自己写了个程序抓取weixin.sogou.com的数据,时不时就出现验证码。
但是,当我使用浏览器打开weixin.sogou.com的时候,并没有出现验证码。
难道搜狗不是根据IP来判断的吗?
代码:
def __weixin_search(self, keyword, cur_page, start_date, end_date, timeout=30):
html = None
while True:
try:
if self.__cookie is None:
self.__set_cookie(timeout=timeout)
if isinstance(keyword, types.UnicodeType):
keyword = keyword.encode('utf-8')
url = "http://weixin.sogou.com/weixin?type=2&s_from=input&ie=utf8&_sug_=n&_sug_type_=&query="

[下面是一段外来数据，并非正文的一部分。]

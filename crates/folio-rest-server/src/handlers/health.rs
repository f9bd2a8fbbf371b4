// Copyright 2025 Schelling Point Labs Inc
// SPDX-License-Identifier: AGPL-3.0-only

//! Health check endpoints

use crate::state::AppState;
use crate::ServerResult;
use axum::{extract::State, Json};
use serde::Serialize;

/// Health check response
#[derive(Serialize)]
pub struct HealthResponse {
    pub status: String,
    pub timestamp: String,
}

impl HealthResponse {
    fn now(status: &str) -> Self {
        Self {
            status: status.to_string(),
            timestamp: chrono::Utc::now().to_rfc3339(),
        }
    }
}

/// Version response
#[derive(Serialize)]
pub struct VersionResponse {
    pub version: String,
    pub build_info: BuildInfo,
}

/// Build information
#[derive(Serialize)]
pub struct BuildInfo {
    pub git_commit: Option<String>,
    pub build_date: Option<String>,
}

/// Health check endpoint
pub async fn health_check() -> ServerResult<Json<HealthResponse>> {
    Ok(Json(HealthResponse::now("ok")))
}

/// Readiness check endpoint; fails while the database is unreachable
pub async fn readiness_check(State(state): State<AppState>) -> ServerResult<Json<HealthResponse>> {
    state.db.ping()?;
    Ok(Json(HealthResponse::now("ready")))
}

/// Version endpoint
pub async fn version() -> ServerResult<Json<VersionResponse>> {
    let response = VersionResponse {
        version: env!("CARGO_PKG_VERSION").to_string(),
        build_info: BuildInfo {
            git_commit: option_env!("FOLIO_GIT_SHA").map(|s| s.to_string()),
            build_date: option_env!("FOLIO_BUILD_DATE").map(|s| s.to_string()),
        },
    };
    Ok(Json(response))
}
//! Av1an scene lists from Dolby Vision scene cuts.
//!
//! The scene cuts stored in a Dolby Vision RPU are turned into an Av1an
//! `--scenes` file. Long scenes are split at near-regular intervals while
//! every original cut is kept.

use std::{
    ffi::OsString,
    path::{Path, PathBuf},
};

use tracing::info;

pub mod cuts;
mod error;
pub mod level5;
pub mod options;
pub mod scenes;
pub mod source;
pub mod split;
pub mod tools;

pub use error::SceneError;
pub use options::SceneOptions;
pub use scenes::{Scene, SceneDocument};
pub use source::{CutSource, FrameCounter};
pub use split::split_long_scenes;

/// `path` with `suffix` appended to its final component, e.g. `a.rpu` -> `a.rpu-scenes.txt`.
pub(crate) fn append_to_path(path: &Path, suffix: &str) -> PathBuf {
    let mut path = OsString::from(path);
    path.push(suffix);
    PathBuf::from(path)
}

/// Build the scene document for one video.
pub fn build_scene_document(
    cuts: &dyn CutSource,
    counter: &dyn FrameCounter,
    max_scene_len: usize,
) -> Result<SceneDocument, SceneError> {
    let total_frames = counter.total_frames()?;
    let cut_frames = cuts.cut_frames()?;
    info!(total_frames, cuts = cut_frames.len(), "scene cuts loaded");
    let boundaries = split_long_scenes(&cut_frames, total_frames, max_scene_len)?;
    SceneDocument::from_boundaries(&boundaries, total_frames)
}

url += urllib2.quote(keyword)
headers = {
"User-Agent": random.choice(USER_AGENTS),# 随机
"Accept": "text/html,application/xhtml+xml,application/xml;q=0.9,image/webp,*/*;q=0.8",
"Accept-Language": "zh-CN,zh;q=0.8",
"Accept-Encoding": "gzip, deflate, sdch",
"DNT": "1",
"Connection": "keep-alive",
"Cookie": self.__cookie
}
r = requests.get(url=url, headers=headers, timeout=timeout)
html = r.text.encode('ISO-8859-1')
if html is None or html.find(u'seccodeInput') is not -1:
# 判断是否出现验证码,出现的时候,有个切换IP的函数会执行
self.__cookie = None
time.sleep(1)
else:
t = HTMLParser.HTMLParser()
return t.unescape(html)
except Exception as ex:
#print_msg(msg=traceback.format_exc(), save_to_log=True)
pass